We so admire the people who work in development and fight these battles on a daily basis. It is clear we must remain optimistic and rejoice in the positive changes. There is an attitude that things do work out in the end and you must persevere. As Americans, we feel the experience here is so important to our own personal growth. We rapidly stop taking things for granted.
We do see many South Africans of all races taking things into their own hands. Paul from Calabash tells us of a woman in PE who
organized an informal preschool for orphans “who nobody wants.” She runs it with the meager pension (social security) her husband gets. At night she takes home all 15 children to sleep in her small home. “Why do you do this?” Paul asks her. “How can I not do this?” she replies.

One of the elderly grandmothers in the community took Eileen to her home in the township for a short visit. As is typical with Xhosa homes, it was neat and spotless. She showed Eileen her partially built new home a few feet away. It is one of the homes built by the government to replace the old mud or metal shacks. But the government ran out of money and the house sits unfinished like so many we’ve seen. She said, “I must finish it myself. I will get cement and put it up. And then I will clean it because it must be clean. And then I will paint it myself.”

So how can the Kugler family get frustrated? We have to overcome the obstacles when we can and make progress where possible. And we must continue to work so that more progress is made. Perseverance is a lesson we learn on a daily basis.

Setting up the library begins

We are so happy and relieved that the shipment is finally on the school grounds. There will be many volunteers from the community helping unload the container. Monday afternoon, the families will come in for a program about the library. Eileen will be sharing ways to help their children even if they don’t read English, such as looking at the book together and talking about the pictures.

Last Thursday, we did a workshop for the teachers on how the library will work. Because there is no funding for a librarian and the container can’t hold all the books, the system will largely be classroom based, with teachers bringing boxes of appropriate-level
books into their rooms. Each child will have the opportunity to choose a book each night and take the card from the back of the book and put it into their clip (a clothes pin with their name) hanging in the classroom. When they return the book the next day, they will put the card back in the book and choose another book.
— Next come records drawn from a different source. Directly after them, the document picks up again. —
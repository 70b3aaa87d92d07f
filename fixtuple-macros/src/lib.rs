//! Procedural macros behind the `fixtuple` crate.
//!
//! The generated code names items through `::fixtuple`, so use these macros
//! through the re-exports in `fixtuple` rather than depending on this crate
//! directly.

use proc_macro2::TokenStream;
use syn::{DeriveInput, Error};

mod arity;
mod constant;
mod derive;
mod native;
mod shared;

/// Implement `Tuple`, `Slot<I>`, `TupleFrom` and `DisplaySlots` for native
/// tuples of each arity in the range.
///
/// ```ignore
/// fixtuple_macros::impl_tuples!(0..=12);
/// ```
///
/// The range must be bounded at the end and may not exceed 12.
#[proc_macro]
pub fn impl_tuples(input: proc_macro::TokenStream) -> proc_macro::TokenStream {
    arity::parse_arity_range(TokenStream::from(input))
        .map(native::impl_tuples)
        .unwrap_or_else(Error::into_compile_error)
        .into()
}

/// Derive `Tuple`, `Slot<I>` and `TupleFrom` for a struct, treating each field
/// as a slot in declaration order.
///
/// Works for tuple structs, structs with named fields and unit structs. Generic
/// parameters are carried through to every generated impl. `DisplaySlots` is
/// not derived, since the field types cannot be bounded by `Display` without
/// rejecting structs that hold non-`Display` concrete types.
///
/// The struct must not implement `Drop`. `Tuple::into_native` and
/// `Slot::into_slot` move fields out of `self`, which Rust forbids for types
/// with a destructor, so the generated impls fail to compile with E0509.
/// Wrap such a type in a field of a plain struct instead.
#[proc_macro_derive(Slots)]
pub fn derive_slots(input: proc_macro::TokenStream) -> proc_macro::TokenStream {
    let input = syn::parse_macro_input!(input as DeriveInput);
    derive::derive_slots(&input)
        .unwrap_or_else(Error::into_compile_error)
        .into()
}
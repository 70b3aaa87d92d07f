use fixtuple::Slots;

#[derive(Slots)]
struct Meters(f64);

#[derive(Slots)]
struct Label<'a> {
    text: &'a str,
}
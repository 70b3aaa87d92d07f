use fixtuple::fixed_tuple;

fn main() {
    let mut time = fixed_tuple!(1, 42, 30);
    *time.get_mut::<1>() = 59;
    let (_h, _m, _s) = time.to_tuple();
}
#![allow(dead_code)]
use fixtuple::Slots;

#[derive(Clone, Copy, Debug, PartialEq, Slots)]
pub struct Time(pub i32, pub i32, pub i32);

#[derive(Clone, Debug, PartialEq, Slots)]
pub struct Person {
    pub name: String,
    pub age: u8,
    pub height: f64,
}

#[derive(Debug, PartialEq, Slots)]
pub struct Labelled<'a, T>
where
    T: Clone,
{
    pub label: &'a str,
    pub value: T,
}

#[derive(Debug, Default, PartialEq, Slots)]
pub struct Empty;

// Slot types without `Display` still derive.
#[derive(Debug, PartialEq, Slots)]
pub struct Bytes(pub Vec<u8>, pub Option<char>);
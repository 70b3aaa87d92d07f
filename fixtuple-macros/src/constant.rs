use syn::{BinOp, Expr, ExprLit, Lit};

/// Evaluate a constant `usize` expression such as `12`, `(4 * 3)` or `N + 1`
/// with a literal `N`. Returns `None` for anything else, including overflow.
pub fn evaluate_usize(expr: &Expr) -> Option<usize> {
    match expr {
        Expr::Lit(ExprLit {
            lit: Lit::Int(int), ..
        }) => int.base10_parse().ok(),
        Expr::Paren(paren) => evaluate_usize(&paren.expr),
        // Expressions passed through `macro_rules!` arrive wrapped in a
        // `None`-delimited group.
        Expr::Group(group) => evaluate_usize(&group.expr),
        Expr::Block(block) => match block.block.stmts.as_slice() {
            [syn::Stmt::Expr(expr, None)] => evaluate_usize(expr),
            _ => None,
        },
        Expr::Binary(binary) => {
            let left = evaluate_usize(&binary.left)?;
            let right = evaluate_usize(&binary.right)?;
            match binary.op {
                BinOp::Add(_) => left.checked_add(right),
                BinOp::Sub(_) => left.checked_sub(right),
                BinOp::Mul(_) => left.checked_mul(right),
                BinOp::Div(_) => left.checked_div(right),
                _ => None,
            }
        }
        _ => None,
    }
}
We had a great brainstorming session with the teachers on how to make the system function well. They had wonderful ideas for dealing with issues such as a teacher being absent. They were also concerned about the books being damaged by the students. Eileen talked with them about the importance of the students using the books and not worrying whether they remain in pristine condition. “I know you often receive books that have been worn out by someone else. Now you will have new books that your students can wear out themselves. If we return and the books are in perfect condition, then we know the library was not used.” We’re setting up a system where parents can come in and repair damaged books.
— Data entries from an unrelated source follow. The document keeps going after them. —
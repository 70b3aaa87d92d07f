use std::ops::RangeInclusive;

use proc_macro2::TokenStream;
use quote::quote;

use crate::shared::{numbered_idents, tuple_indices, usize_literal};

pub fn impl_tuples(arities: RangeInclusive<usize>) -> TokenStream {
    arities.map(impl_tuple).collect()
}

// All impls for the native tuple `(T0, T1, ..)` of one arity.
fn impl_tuple(arity: usize) -> TokenStream {
    let types = numbered_idents("T", arity);
    let sources = numbered_idents("U", arity);
    let values = numbered_idents("u", arity);
    let indices = tuple_indices(arity);
    let arity_literal = usize_literal(arity);

    let tuple_type = quote!((#(#types,)*));

    let slot_impls = types.iter().zip(&indices).enumerate().map(|(i, (ty, index))| {
        let position = usize_literal(i);
        quote! {
            impl<#(#types),*> ::fixtuple::Slot<#position> for #tuple_type {
                type Value = #ty;

                #[inline]
                fn slot(&self) -> &#ty {
                    &self.#index
                }

                #[inline]
                fn slot_mut(&mut self) -> &mut #ty {
                    &mut self.#index
                }

                #[inline]
                fn into_slot(self) -> #ty {
                    self.#index
                }
            }
        }
    });

    let borrowed = indices.iter().map(|index| quote!(&self.#index)).collect::<Vec<_>>();
    let display_body = display_slots_body(&borrowed);

    quote! {
        impl<#(#types),*> ::fixtuple::Tuple for #tuple_type {
            const ARITY: usize = #arity_literal;

            type Native = Self;
            type Refs<'a> = (#(&'a #types,)*) where Self: 'a;
            type Muts<'a> = (#(&'a mut #types,)*) where Self: 'a;

            #[inline]
            fn into_native(self) -> Self {
                self
            }

            #[inline]
            fn from_native(native: Self) -> Self {
                native
            }

            #[inline]
            fn as_refs(&self) -> Self::Refs<'_> {
                (#(&self.#indices,)*)
            }

            #[inline]
            fn as_muts(&mut self) -> Self::Muts<'_> {
                (#(&mut self.#indices,)*)
            }
        }

        #(#slot_impls)*

        impl<#(#types,)* #(#sources),*> ::fixtuple::TupleFrom<(#(#sources,)*)> for #tuple_type
        where
            #(#sources: ::core::convert::Into<#types>,)*
        {
            #[inline]
            fn tuple_from(values: (#(#sources,)*)) -> Self {
                let (#(#values,)*) = values;
                (#(::core::convert::Into::into(#values),)*)
            }
        }

        impl<#(#types),*> ::fixtuple::DisplaySlots for #tuple_type
        where
            #(#types: ::core::fmt::Display,)*
        {
            fn fmt_slots(&self, f: &mut ::core::fmt::Formatter<'_>) -> ::core::fmt::Result {
                #display_body
            }
        }
    }
}

// Writes `(a, b, c)` from already-borrowed slot expressions.
fn display_slots_body(slots: &[TokenStream]) -> TokenStream {
    let writes = slots.iter().enumerate().map(|(i, slot)| {
        let separator = (i > 0).then(|| quote!(f.write_str(", ")?;));
        quote! {
            #separator
            ::core::fmt::Display::fmt(#slot, f)?;
        }
    });
    quote! {
        f.write_str("(")?;
        #(#writes)*
        f.write_str(")")
    }
}
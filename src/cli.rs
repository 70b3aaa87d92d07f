use clap::{Parser, Subcommand};

/// Walk through building, reading and destructuring fixed tuples.
#[derive(Parser, Debug, Clone)]
#[command(author, version, about, long_about = None)]
pub struct CliArgs {
    #[command(subcommand)]
    pub command: Command,
}

#[derive(Subcommand, Debug, Clone)]
pub enum Command {
    /// Build tuples with stated and with deduced slot types.
    Create,

    /// Change a slot by position, print each slot, then destructure.
    Access,

    /// Split a number of seconds into hours, minutes and seconds.
    Decompose {
        /// The number of seconds to split.
        #[arg(long, default_value_t = 8850)]
        seconds: u32,
    },
}
use fixtuple::Slots;
struct Meters(f64);
impl ::fixtuple::Tuple for Meters {
    const ARITY: usize = 1;
    type Native = (f64,);
    type Refs<'__slot> = (&'__slot f64,) where Self: '__slot;
    type Muts<'__slot> = (&'__slot mut f64,) where Self: '__slot;
    #[inline]
    fn into_native(self) -> Self::Native {
        (self.0,)
    }
    #[inline]
    fn from_native(native: Self::Native) -> Self {
        Self { 0: native.0 }
    }
    #[inline]
    fn as_refs(&self) -> Self::Refs<'_> {
        (&self.0,)
    }
    #[inline]
    fn as_muts(&mut self) -> Self::Muts<'_> {
        (&mut self.0,)
    }
}
impl ::fixtuple::Slot<0> for Meters {
    type Value = f64;
    #[inline]
    fn slot(&self) -> &f64 {
        &self.0
    }
    #[inline]
    fn slot_mut(&mut self) -> &mut f64 {
        &mut self.0
    }
    #[inline]
    fn into_slot(self) -> f64 {
        self.0
    }
}
impl<__U0> ::fixtuple::TupleFrom<(__U0,)> for Meters
where
    __U0: ::core::convert::Into<f64>,
{
    #[inline]
    fn tuple_from(values: (__U0,)) -> Self {
        let (__u0,) = values;
        Self {
            0: ::core::convert::Into::into(__u0),
        }
    }
}
struct Label<'a> {
    text: &'a str,
}
impl<'a> ::fixtuple::Tuple for Label<'a> {
    const ARITY: usize = 1;
    type Native = (&'a str,);
    type Refs<'__slot> = (&'__slot &'a str,) where Self: '__slot;
    type Muts<'__slot> = (&'__slot mut &'a str,) where Self: '__slot;
    #[inline]
    fn into_native(self) -> Self::Native {
        (self.text,)
    }
    #[inline]
    fn from_native(native: Self::Native) -> Self {
        Self { text: native.0 }
    }
    #[inline]
    fn as_refs(&self) -> Self::Refs<'_> {
        (&self.text,)
    }
    #[inline]
    fn as_muts(&mut self) -> Self::Muts<'_> {
        (&mut self.text,)
    }
}
impl<'a> ::fixtuple::Slot<0> for Label<'a> {
    type Value = &'a str;
    #[inline]
    fn slot(&self) -> &&'a str {
        &self.text
    }
    #[inline]
    fn slot_mut(&mut self) -> &mut &'a str {
        &mut self.text
    }
    #[inline]
    fn into_slot(self) -> &'a str {
        self.text
    }
}
impl<'a, __U0> ::fixtuple::TupleFrom<(__U0,)> for Label<'a>
where
    __U0: ::core::convert::Into<&'a str>,
{
    #[inline]
    fn tuple_from(values: (__U0,)) -> Self {
        let (__u0,) = values;
        Self {
            text: ::core::convert::Into::into(__u0),
        }
    }
}
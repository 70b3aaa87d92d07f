//! Splitting a count of seconds into hours, minutes and seconds.

use core::fmt;

use crate::{FixedTuple, Slots, Tuple};

pub const SECONDS_PER_MINUTE: u32 = 60;
pub const SECONDS_PER_HOUR: u32 = 60 * SECONDS_PER_MINUTE;

/// Split `seconds` into `(hours, minutes, seconds)`.
///
/// ```rust
/// use fixtuple::clock::time_decomposition;
///
/// let (h, m, s) = time_decomposition(8850).into_inner();
/// assert_eq!((h, m, s), (2, 27, 30));
/// ```
pub fn time_decomposition(seconds: u32) -> FixedTuple<(u32, u32, u32)> {
    let h = seconds / SECONDS_PER_HOUR;
    let m = (seconds % SECONDS_PER_HOUR) / SECONDS_PER_MINUTE;
    let s = seconds % SECONDS_PER_MINUTE;
    FixedTuple::new((h, m, s))
}

/// A duration as named hours, minutes and seconds, usable anywhere a 3-tuple
/// of `u32` is.
#[derive(Clone, Copy, Debug, Default, PartialEq, Eq, PartialOrd, Ord, Hash, Slots)]
pub struct Hms {
    pub hours: u32,
    pub minutes: u32,
    pub seconds: u32,
}

impl Hms {
    /// The duration in seconds. Widened to `u64`, since any field may hold a
    /// full `u32`.
    pub fn total_seconds(&self) -> u64 {
        u64::from(self.hours) * u64::from(SECONDS_PER_HOUR)
            + u64::from(self.minutes) * u64::from(SECONDS_PER_MINUTE)
            + u64::from(self.seconds)
    }
}

impl From<u32> for Hms {
    fn from(seconds: u32) -> Self {
        Hms::from_native(time_decomposition(seconds).into_tuple())
    }
}

impl fmt::Display for Hms {
    fn fmt(&self, f: &mut fmt::Formatter<'_>) -> fmt::Result {
        write!(f, "{}h {}m {}s", self.hours, self.minutes, self.seconds)
    }
}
While we would have loved to have the library here on the first week, we see the excitement building for these books. The literacy work has created a hunger and purpose for the books, as the teachers see the impact of read-alouds and shared reading. Families are excited about the books that will be in their midst, and even when we meet new people from the community, they are aware of the library project!
We hear too many examples of books being sent to schools without any on-the-ground preparation for how they will be used (Volunteers in a school in PE discovered boxes and boxes of books in a dusty closet sent to the school by a major non-profit). We are hoping that by working with the teachers on setting up the system and using the books in the classrooms, and by working with the families on looking at the books together at home, we will indeed create a library that is used instead of becoming a protected trophy.
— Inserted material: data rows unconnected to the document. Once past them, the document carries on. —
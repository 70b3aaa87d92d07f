use proc_macro2::{Ident, Literal};
use quote::format_ident;
use syn::Index;

macro_rules! abort {
    ($spanned:expr, $message:expr) => {
        return Err(syn::Error::new($spanned.span(), $message))
    };
}

pub(crate) use abort;

/// Standard library trait impls for tuples stop at 12 elements.
pub const MAX_ARITY: usize = 12;

// `prefix0, prefix1, ...`
pub fn numbered_idents(prefix: &str, count: usize) -> Vec<Ident> {
    (0..count).map(|i| format_ident!("{}{}", prefix, i)).collect()
}

pub fn tuple_indices(count: usize) -> Vec<Index> {
    (0..count).map(Index::from).collect()
}

// An unsuffixed literal, so `Slot<1>` rather than `Slot<1usize>`.
pub fn usize_literal(value: usize) -> Literal {
    Literal::usize_unsuffixed(value)
}
use std::ops::RangeInclusive;

use proc_macro2::TokenStream;
use syn::spanned::Spanned as _;
use syn::{ExprRange, RangeLimits, Result};

use crate::constant::evaluate_usize;
use crate::shared::{abort, MAX_ARITY};

/// Parse the argument of `impl_tuples!`, e.g. `0..=12` or `1..4`.
pub fn parse_arity_range(args: TokenStream) -> Result<RangeInclusive<usize>> {
    let range = syn::parse2::<ExprRange>(args)?;
    let min = match &range.start {
        Some(start) => match evaluate_usize(start) {
            Some(min) => min,
            None => abort!(start, "invalid start"),
        },
        None => 0,
    };
    let Some(end) = &range.end else {
        abort!(range, "range cannot be unbounded at end");
    };
    let Some(end_value) = evaluate_usize(end) else {
        abort!(end, "invalid end");
    };
    let max = match range.limits {
        RangeLimits::HalfOpen(_) if end_value > min => end_value - 1,
        RangeLimits::Closed(_) if end_value >= min => end_value,
        _ => abort!(range, "nothing to expand"),
    };
    if max > MAX_ARITY {
        abort!(end, format!("arity cannot exceed {MAX_ARITY}"));
    }
    Ok(min..=max)
}

#[cfg(test)]
mod tests {
    use super::*;
    use quote::quote;

    fn message(args: TokenStream) -> String {
        match parse_arity_range(args) {
            Ok(range) => panic!("expected an error, got {range:?}"),
            Err(error) => error.to_string(),
        }
    }

    #[test]
    fn closed_and_half_open() {
        assert_eq!(parse_arity_range(quote!(0..=12)).unwrap(), 0..=12);
        assert_eq!(parse_arity_range(quote!(1..4)).unwrap(), 1..=3);
        assert_eq!(parse_arity_range(quote!(..3)).unwrap(), 0..=2);
        assert_eq!(parse_arity_range(quote!(2..=(2 * 3))).unwrap(), 2..=6);
    }

    #[test]
    fn errors() {
        assert_eq!(message(quote!(1..)), "range cannot be unbounded at end");
        assert_eq!(message(quote!(3..=2)), "nothing to expand");
        assert_eq!(message(quote!(0..0)), "nothing to expand");
        assert_eq!(message(quote!(2..2)), "nothing to expand");
        assert_eq!(message(quote!(..0)), "nothing to expand");
        assert_eq!(message(quote!(0..=x)), "invalid end");
        assert_eq!(message(quote!(a..=2)), "invalid start");
        assert_eq!(message(quote!(0..=13)), "arity cannot exceed 12");
    }
}
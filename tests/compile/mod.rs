pub mod derive;
pub mod function;
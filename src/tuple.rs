use core::fmt;

/// A fixed number of heterogeneously typed slots.
///
/// Implemented for native tuples up to 12 elements, and for any struct with
/// `#[derive(Slots)]`, where the fields are the slots in declaration order.
pub trait Tuple: Sized {
    /// Number of slots.
    const ARITY: usize;

    /// The native tuple holding the same slots. `Self` for native tuples.
    type Native;

    /// `(&T0, &T1, ..)`
    type Refs<'a>
    where
        Self: 'a;

    /// `(&mut T0, &mut T1, ..)`
    type Muts<'a>
    where
        Self: 'a;

    fn into_native(self) -> Self::Native;

    fn from_native(native: Self::Native) -> Self;

    /// Borrow every slot at once.
    fn as_refs(&self) -> Self::Refs<'_>;

    /// Mutably borrow every slot at once.
    fn as_muts(&mut self) -> Self::Muts<'_>;
}

/// The slot at position `I`.
///
/// Only implemented for `I < Self::ARITY`, so an out-of-range position is a
/// build error rather than a runtime one.
pub trait Slot<const I: usize>: Tuple {
    type Value;

    fn slot(&self) -> &Self::Value;

    fn slot_mut(&mut self) -> &mut Self::Value;

    fn into_slot(self) -> Self::Value;
}

/// Slot-wise conversion from a native tuple of the same arity, where each value
/// converts into the matching slot type with `Into`.
///
/// There is no impl between tuples of different arities, so passing too few or
/// too many values does not compile.
pub trait TupleFrom<U>: Tuple {
    fn tuple_from(values: U) -> Self;
}

/// Formats a tuple as `(a, b, c)` using each slot's `Display`.
pub trait DisplaySlots {
    fn fmt_slots(&self, f: &mut fmt::Formatter<'_>) -> fmt::Result;
}

fixtuple_macros::impl_tuples!(0..=12);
In addition to holding the boxes of books which the teachers can look through, the container will also be converted into a library room where special programs can be held. Eileen has been working with the municipal librarian to get family reading programs organized. The municipal library will train volunteers to be story readers. Eileen already has two volunteers, one of the grandmothers from last year’s program who has excellent English skills and a young Xhosa man who works in one of the local restaurants. He loves reading himself and is eager to be a part of the library.

Progress in literacy

There were great strides in literacy work this week. Most teachers demonstrated the techniques we taught them the past two years and some of the new teachers implemented the techniques we introduced just last week. One of the teachers just learning the think-pair-share said she could use the technique in all her subjects, not just teaching English. Yes!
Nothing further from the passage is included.